At the time of writing this, there are 4.83 million confirmed cases of COVID-19 in the United States alone, with the daily increase being around 50,000 cases. Taking all of these numbers into account, along with my own experience designing and launching apps, I have to admit that I feel it is too late for an app to make any sizable impact on the spread of the virus. Perhaps I would feel differently if everyone had access to cheap, at-home rapid tests. I think Cindy Cohn, the Executive Director of the Electronic Frontier Foundation said it best on an episode of Daily Tech News Show:
"How much of our societal energy do we want to put towards something that’s marginal at best as opposed to, you know, hiring humans to do old school contact tracing which does work?"
We could debate privacy and efficacy issues around these apps all day, but I think we should be asking ourselves this instead: who are we trying to help and what is their biggest problem? Do the most vulnerable to this disease even own a smartphone? Will the app only attract those who are already taking precautions, like wearing a mask and staying home? When your target market is an ambiguous "60% of the population," contact tracing apps stop making sense.
While these apps may not have much of an effect on ending the pandemic, our conversations around them have brought to light the many gaps we have in our understanding and control of the public use of personal data. Moving forward we have to start thinking of privacy as a spectrum of choices for the user, and begin the long, hard work of defining guardrails for how to safely use public health data for good. That way, when the next pandemic hits—which I hope won't happen for at least another 100 years—we might be able to use technology to stop it.
This is part one of a two-part episode where Wilbert Van Panhuis, an infectious disease epidemiologist at the University of Pittsburgh; Tom Mitchell, the Lead Technologist of the Block Center and a computer scientist at Carnegie Mellon University; and Scott Andes, the Executive Director of the Block Center, use their expertise to point out the delicate balance between protecting public health using data collection and protecting personal privacy during an emergency.
This episode is actually an excerpt from host Justin Robert Young's other podcast, Politics Politics Politics, where Cindy Cohn, Executive Director of the Electronic Frontier Foundation, challenges the need for contact tracing apps with logical, compelling arguments, and shares the three things she looks at when examining technology.
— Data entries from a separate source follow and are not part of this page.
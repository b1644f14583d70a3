use shiori_core::{Clipping, Watermark};

/// Keep highlight clippings with content.
///
/// Heuristic: some exports omit the kind for legitimate highlights, so the
/// marker is configurable rather than authoritative.
pub fn highlights_only(clippings: &[Clipping], marker: &str) -> Vec<Clipping> {
    clippings
        .iter()
        .filter(|clipping| clipping.kind_contains(marker) && !clipping.content.trim().is_empty())
        .cloned()
        .collect()
}

/// Chronological suffix of `highlights` added after the watermark.
///
/// Walks newest to oldest and stops at the first clipping at or before the
/// watermark. Clippings without a parsable timestamp never stop the walk.
pub fn after_watermark(highlights: &[Clipping], watermark: Option<Watermark>) -> Vec<Clipping> {
    let Some(watermark) = watermark else {
        return highlights.to_vec();
    };

    let mut newer: Vec<Clipping> = highlights
        .iter()
        .rev()
        .take_while(|clipping| {
            clipping
                .added_at()
                .is_none_or(|added| added > watermark.at())
        })
        .cloned()
        .collect();
    newer.reverse();
    newer
}
use serde::{Deserialize, Serialize};

#[derive(Debug, Serialize, Deserialize, Clone, Default)]
#[serde(default)]
pub struct DictionaryConfig {
    /// Known-word files: jmdict-simplified `.json` or one word per line
    pub known_words_paths: Vec<String>,
}
//! One import run: parse, window, reconcile, normalize, commit.

use shiori_clippings::{ParseOptions, ParseOutput, after_watermark, highlights_only, read_clippings};
use shiori_config::Config;
use shiori_config::anki::AnkiConfig;
use shiori_core::error::{ImportError, Result};
use shiori_core::notes::{NoteLayout, NoteStore};
use shiori_core::progress::{NullProgress, ProgressGuard, ProgressSink};
use shiori_core::store::{LookupSource, WatermarkStore};
use shiori_core::{Clipping, Watermark};
use shiori_lang_japanese::NormalizerContext;
use shiori_vocab::cutoff_millis;

use crate::assembler::{NoteAssembler, NoteQueue};
use crate::matcher::reconcile;
use crate::report::ImportReport;

/// Everything a run talks to besides its configuration
pub struct Collaborators<'a> {
    pub notes: &'a dyn NoteStore,
    pub lookups: &'a dyn LookupSource,
    pub normalizer: &'a mut NormalizerContext,
    pub watermark: &'a mut dyn WatermarkStore,
    pub progress: &'a mut dyn ProgressSink,
}

/// Check the note type once, before any clipping is read
pub async fn resolve_layout(notes: &dyn NoteStore, anki: &AnkiConfig) -> Result<NoteLayout> {
    let field_names = notes
        .model_field_names(&anki.model)
        .await
        .map_err(ImportError::NoteStore)?
        .ok_or_else(|| ImportError::ModelNotFound(anki.model.clone()))?;

    NoteLayout::resolve(&anki.model, field_names, |role| anki.fields.field_for(role))
}

/// Full run against the configured clippings file
pub async fn run(config: &Config, collaborators: Collaborators<'_>) -> Result<ImportReport> {
    let layout = resolve_layout(collaborators.notes, &config.anki).await?;

    let options = ParseOptions {
        benign_markers: config.import.benign_markers.clone(),
    };
    let parsed = read_clippings(&config.reader.clippings_path(), &options)?;

    import(&layout, parsed, config, collaborators).await
}

/// Import already-parsed clippings
pub async fn import(
    layout: &NoteLayout,
    parsed: ParseOutput,
    config: &Config,
    collaborators: Collaborators<'_>,
) -> Result<ImportReport> {
    let Collaborators {
        notes,
        lookups,
        normalizer,
        watermark: watermark_store,
        progress,
    } = collaborators;
    let diagnostic = config.import.is_diagnostic();

    let mut null_progress = NullProgress;
    let sink: &mut dyn ProgressSink = if diagnostic {
        &mut null_progress
    } else {
        progress
    };
    let mut progress = ProgressGuard::new(sink);

    let marker = &config.import.highlight_marker;
    let marked = parsed.clippings.iter().filter(|c| c.kind_contains(marker)).count();
    let highlights = highlights_only(&parsed.clippings, marker);
    let watermark = watermark_store.load()?;
    let clippings_to_add = after_watermark(&highlights, watermark);

    let mut report = ImportReport {
        old_highlights: highlights.len() - clippings_to_add.len(),
        empty_highlights: marked - highlights.len(),
        non_highlights: parsed.clippings.len() - marked,
        bad_clippings: parsed.bad_clippings,
        ..ImportReport::default()
    };

    tracing::info!(
        "{} clippings, {} highlights, {} new since {}",
        parsed.clippings.len(),
        highlights.len(),
        clippings_to_add.len(),
        watermark.map_or_else(|| "the beginning".to_string(), |w| w.to_iso())
    );

    if clippings_to_add.is_empty() {
        return Ok(report);
    }

    let clock = config.device_clock();
    let lookups = lookups.lookups_after(cutoff_millis(watermark, clock))?;

    let assembler = NoteAssembler::new(layout, &config.anki);
    let mut queue = NoteQueue::new();

    // Newest first, against the newest-first lookups
    for matched in reconcile(clippings_to_add.iter().rev(), &lookups, clock) {
        progress.tick(&matched.clipping.content);

        let Some(lookup) = matched.lookup else {
            tracing::warn!("No lookup matches {:?}", matched.clipping.content);
            report.unmatched.push(matched.clipping.to_block());
            continue;
        };

        let normalized = normalizer.normalize(assembler.word_input(matched.clipping, lookup))?;
        queue.push(assembler.assemble(matched.clipping, lookup, normalized.word));
    }

    report.duplicates = queue.duplicates();
    for note in queue.into_commit_order() {
        if config.import.dry_run {
            tracing::info!(deck = %note.deck, tags = ?note.tags, "Dry run note: {:?}", note.fields);
        } else {
            let created = notes
                .add_note(layout.model(), &note.fields, &note.tags)
                .await
                .map_err(ImportError::NoteStore)?;
            notes
                .change_deck(&created.card_ids, &note.deck)
                .await
                .map_err(ImportError::NoteStore)?;
            tracing::debug!("Note {} for {:?} in {}", created.note_id, note.word, note.deck);
        }
        report.imported += 1;
    }
    report.fallback = normalizer.stats().fallback;

    if diagnostic {
        tracing::info!("Diagnostic run, watermark left unchanged");
    } else if let Some(newest) = clippings_to_add.iter().filter_map(Clipping::added_at).max() {
        let newest = Watermark::new(newest);
        watermark_store.store(newest)?;
        report.watermark = Some(newest);
    }

    Ok(report)
}
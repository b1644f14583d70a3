use std::collections::HashSet;
use std::path::Path;

use serde::Deserialize;
use shiori_core::dictionary::{Lexicon, LoadError};

// JSON structures for parsing jmdict-simplified format; only headword texts are kept
#[derive(Debug, Deserialize)]
struct JMdictJson {
    words: Vec<JMdictJsonEntry>,
}

#[derive(Debug, Deserialize)]
struct JMdictJsonEntry {
    #[serde(default)]
    kanji: Vec<TextElement>,
    #[serde(default)]
    kana: Vec<TextElement>,
}

#[derive(Debug, Deserialize)]
struct TextElement {
    text: String,
}

/// Known dictionary headwords (kanji and kana spellings)
#[derive(Debug, Clone, Default)]
pub struct KnownWords {
    words: HashSet<String>,
}

impl KnownWords {
    pub fn new() -> Self {
        Self::default()
    }

    /// Every kanji and kana text of every entry in a jmdict-simplified document
    pub fn from_jmdict_json(path: &Path, json_str: &str) -> Result<Self, LoadError> {
        let data: JMdictJson =
            serde_json::from_str(json_str).map_err(|source| LoadError::InvalidFormat {
                path: path.to_path_buf(),
                source,
            })?;

        let words = data
            .words
            .into_iter()
            .flat_map(|entry| entry.kanji.into_iter().chain(entry.kana))
            .map(|element| element.text)
            .filter(|text| !text.is_empty())
            .collect();

        Ok(Self { words })
    }

    /// One word per line; blank lines and `#` comments are skipped
    pub fn from_word_list(text: &str) -> Self {
        let words = text
            .lines()
            .map(str::trim)
            .filter(|line| !line.is_empty() && !line.starts_with('#'))
            .map(str::to_string)
            .collect();

        Self { words }
    }

    pub fn merge(mut self, other: KnownWords) -> Self {
        self.words.extend(other.words);
        self
    }
}

impl Lexicon for KnownWords {
    fn contains(&self, word: &str) -> bool {
        self.words.contains(word)
    }

    fn len(&self) -> usize {
        self.words.len()
    }
}

#[cfg(test)]
mod tests {
    use super::*;

    const JMDICT: &str = r#"{
        "version": "3.5.0",
        "words": [
            {
                "id": "1",
                "kanji": [{ "common": true, "text": "化ける", "tags": [] }],
                "kana": [{ "common": true, "text": "ばける", "tags": [] }],
                "sense": [{ "partOfSpeech": ["v1"], "gloss": [{ "lang": "eng", "text": "to take the form of" }] }]
            },
            {
                "id": "2",
                "kana": [{ "text": "ああ" }],
                "sense": []
            }
        ]
    }"#;

    #[test]
    fn jmdict_json_collects_kanji_and_kana() {
        let words = KnownWords::from_jmdict_json(Path::new("jmdict.json"), JMDICT).unwrap();

        assert_eq!(words.len(), 3);
        assert!(words.contains("化ける"));
        assert!(words.contains("ばける"));
        assert!(words.contains("ああ"));
        assert!(!words.contains("ばけた"));
    }

    #[test]
    fn invalid_json_names_the_file() {
        let err = KnownWords::from_jmdict_json(Path::new("broken.json"), "{ nope").unwrap_err();
        assert!(matches!(err, LoadError::InvalidFormat { ref path, .. } if path == Path::new("broken.json")));
    }

    #[test]
    fn word_list_skips_comments_and_blanks() {
        let words = KnownWords::from_word_list("# known words\n本\n\n  借りる  \n#借りた\n");

        assert_eq!(words.len(), 2);
        assert!(words.contains("借りる"));
        assert!(!words.contains("#借りた"));
    }

    #[test]
    fn merge_unions_sets() {
        let merged = KnownWords::from_word_list("本\n").merge(KnownWords::from_word_list("本\n猫\n"));
        assert_eq!(merged.len(), 2);
    }
}
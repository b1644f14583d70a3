use std::env;
use std::path::PathBuf;

use shiori_config::{Config, ConfigFile};

/// Config used when neither `--config` nor `SHIORI_CONFIG` is given
pub const DEFAULT_CONFIG_FILE: &str = "config.json";

pub fn config_path(explicit: Option<PathBuf>) -> PathBuf {
    explicit
        .or_else(|| env::var_os("SHIORI_CONFIG").map(PathBuf::from))
        .unwrap_or_else(|| PathBuf::from(DEFAULT_CONFIG_FILE))
}

/// Overrides applied on top of the file for this run only
#[derive(Debug, Default)]
pub struct Overrides {
    pub root: Option<PathBuf>,
    pub diagnostic: bool,
    pub dry_run: bool,
}

/// Load the config file and derive the effective run config.
///
/// The file keeps its on-disk values so that persisting the watermark never
/// writes environment or command-line overrides back.
pub fn load_profile(path: PathBuf, overrides: Overrides) -> anyhow::Result<(ConfigFile, Config)> {
    tracing::info!("Loading config from {}", path.display());
    let file = ConfigFile::load(path)?;

    let mut config = file.config.clone();
    config.apply_env();
    if let Some(root) = overrides.root {
        config.reader.root = root;
    }
    config.import.diagnostic |= overrides.diagnostic;
    config.import.dry_run |= overrides.dry_run;

    Ok((file, config))
}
If you're only going to listen to one of these episodes, make it this one.
In this episode, Rebecca Heilweil, AI+algorithms reporter at Vox, and Timothy Grose, Associate Prof of China Studies at Rose-Hulman Institute of Technology, examine how the Chinese government has used extreme measures of surveillance to get the Coronavirus under control, and question what effect their methods will have on how the U.S. handles the pandemic.
Casey Newton, Silicon Valley Editor at the Verge, fills us in on how the location data that is already being collected can be used to monitor and fight the spread of the virus, and why privacy advocates are actually in favor of it.
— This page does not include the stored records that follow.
use shiori_core::{Clipping, DeviceClock, LookupEvent};

/// A highlight paired with the lookup it was most likely made from
#[derive(Debug, Clone, PartialEq, Eq)]
pub struct Reconciled<'a> {
    pub clipping: &'a Clipping,
    pub lookup: Option<&'a LookupEvent>,
}

/// Lookup whose sentence contains the highlight, nearest in time.
///
/// Ties go to the earliest candidate in `lookups` order. A clipping without a
/// parsable timestamp takes the first candidate.
pub fn find_lookup<'a>(
    clipping: &Clipping,
    lookups: &'a [LookupEvent],
    clock: DeviceClock,
) -> Option<&'a LookupEvent> {
    let content = clipping.content.as_str();
    let mut candidates = lookups
        .iter()
        .filter(move |lookup| lookup.usage.contains(content));

    match clipping.added_at() {
        Some(added) => {
            let added_ms = clock.epoch_millis(added);
            candidates.min_by_key(|lookup| lookup.timestamp.abs_diff(added_ms))
        }
        None => candidates.next(),
    }
}

/// Match every clipping against the full lookup set; the set is never narrowed
pub fn reconcile<'a>(
    clippings: impl IntoIterator<Item = &'a Clipping>,
    lookups: &'a [LookupEvent],
    clock: DeviceClock,
) -> Vec<Reconciled<'a>> {
    clippings
        .into_iter()
        .map(|clipping| {
            let lookup = find_lookup(clipping, lookups, clock);
            match lookup {
                Some(lookup) => tracing::debug!(
                    "Matched {:?} to lookup of {:?} at {}",
                    clipping.content,
                    lookup.word,
                    lookup.timestamp
                ),
                None => tracing::debug!("No lookup contains {:?}", clipping.content),
            }
            Reconciled { clipping, lookup }
        })
        .collect()
}

#[cfg(test)]
mod tests {
    use super::*;

    fn clock() -> DeviceClock {
        DeviceClock::from_offset_minutes(0).unwrap()
    }

    fn clipping(content: &str, added: Option<&str>) -> Clipping {
        Clipping {
            kind: Some("ハイライト".to_string()),
            document: "Some Book".to_string(),
            page: None,
            location: Some("1".to_string()),
            added: added.map(String::from),
            content: content.to_string(),
        }
    }

    fn lookup(word: &str, usage: &str, timestamp: i64) -> LookupEvent {
        LookupEvent {
            stem: word.to_string(),
            word: word.to_string(),
            usage: usage.to_string(),
            timestamp,
            title: "Some Book".to_string(),
            authors: "Author".to_string(),
        }
    }

    // 2023-04-01T10:00:00Z
    const ADDED_MS: i64 = 1_680_343_200_000;
    const ADDED: &str = "2023年4月1日土曜日 10:00:00";

    #[test]
    fn picks_nearest_containing_lookup() {
        let lookups = vec![
            lookup("遠い", "彼から借りた本だ", ADDED_MS + 3_600_000),
            lookup("無関係", "別の文", ADDED_MS),
            lookup("近い", "彼から借りた本だ", ADDED_MS - 60_000),
            lookup("古い", "彼から借りた本だ", ADDED_MS - 86_400_000),
        ];

        let found = find_lookup(&clipping("借りた本", Some(ADDED)), &lookups, clock());
        assert_eq!(found.map(|l| l.word.as_str()), Some("近い"));
    }

    #[test]
    fn equal_distance_keeps_first_candidate() {
        let lookups = vec![
            lookup("後", "借りた本", ADDED_MS + 1_000),
            lookup("前", "借りた本", ADDED_MS - 1_000),
        ];

        let found = find_lookup(&clipping("借りた本", Some(ADDED)), &lookups, clock());
        assert_eq!(found.map(|l| l.word.as_str()), Some("後"));
    }

    #[test]
    fn undated_clipping_takes_newest_candidate() {
        let lookups = vec![
            lookup("一", "借りた本", ADDED_MS + 5_000),
            lookup("二", "借りた本", ADDED_MS),
        ];

        let found = find_lookup(&clipping("借りた本", None), &lookups, clock());
        assert_eq!(found.map(|l| l.word.as_str()), Some("一"));
    }

    #[test]
    fn device_offset_shifts_the_comparison() {
        let lookups = vec![
            lookup("utc", "借りた本", ADDED_MS),
            lookup("jst", "借りた本", ADDED_MS - 9 * 3_600_000),
        ];
        let jst = DeviceClock::from_offset_minutes(9 * 60).unwrap();

        let found = find_lookup(&clipping("借りた本", Some(ADDED)), &lookups, jst);
        assert_eq!(found.map(|l| l.word.as_str()), Some("jst"));
    }

    #[test]
    fn every_clipping_rescans_all_lookups() {
        let lookups = vec![
            lookup("新", "新しい文と古い文", ADDED_MS),
            lookup("旧", "古い文", ADDED_MS - 10_000),
        ];
        let clippings = vec![
            clipping("新しい文", Some(ADDED)),
            clipping("古い文", Some(ADDED)),
            clipping("存在しない", Some(ADDED)),
            clipping("新しい文", Some(ADDED)),
        ];

        let matched = reconcile(&clippings, &lookups, clock());
        let words: Vec<_> = matched.iter().map(|m| m.lookup.map(|l| l.word.as_str())).collect();
        assert_eq!(words, vec![Some("新"), Some("新"), None, Some("新")]);
    }

    #[test]
    fn matching_is_deterministic() {
        let lookups: Vec<_> = (0..20)
            .map(|i| lookup(&format!("w{i}"), "同じ文", ADDED_MS + (i % 5 - 2) * 1_000))
            .collect();
        let clippings = vec![clipping("同じ文", Some(ADDED)), clipping("同じ", None)];

        let first = reconcile(&clippings, &lookups, clock());
        for _ in 0..5 {
            assert_eq!(reconcile(&clippings, &lookups, clock()), first);
        }
        assert_eq!(first[0].lookup.map(|l| l.word.as_str()), Some("w2"));
        assert_eq!(first[1].lookup.map(|l| l.word.as_str()), Some("w0"));
    }
}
Michael Mina, Epidemiologist, Immunologist & Physician at Harvard School of Public Health & Harvard Med School, explains in very digestible details the trajectory of the virus transmission, and shares how the $1 paper strip saliva tests he created can be used to make reopening the country much, much safer by allowing people to test themselves every day at home.
This is a roundtable discussion about how the Australian contact tracing app works, its potential, and what the government could do to make people feel safer about using it. They ask all the right questions and give a lot of clarity to the major issues with contact tracing apps in general.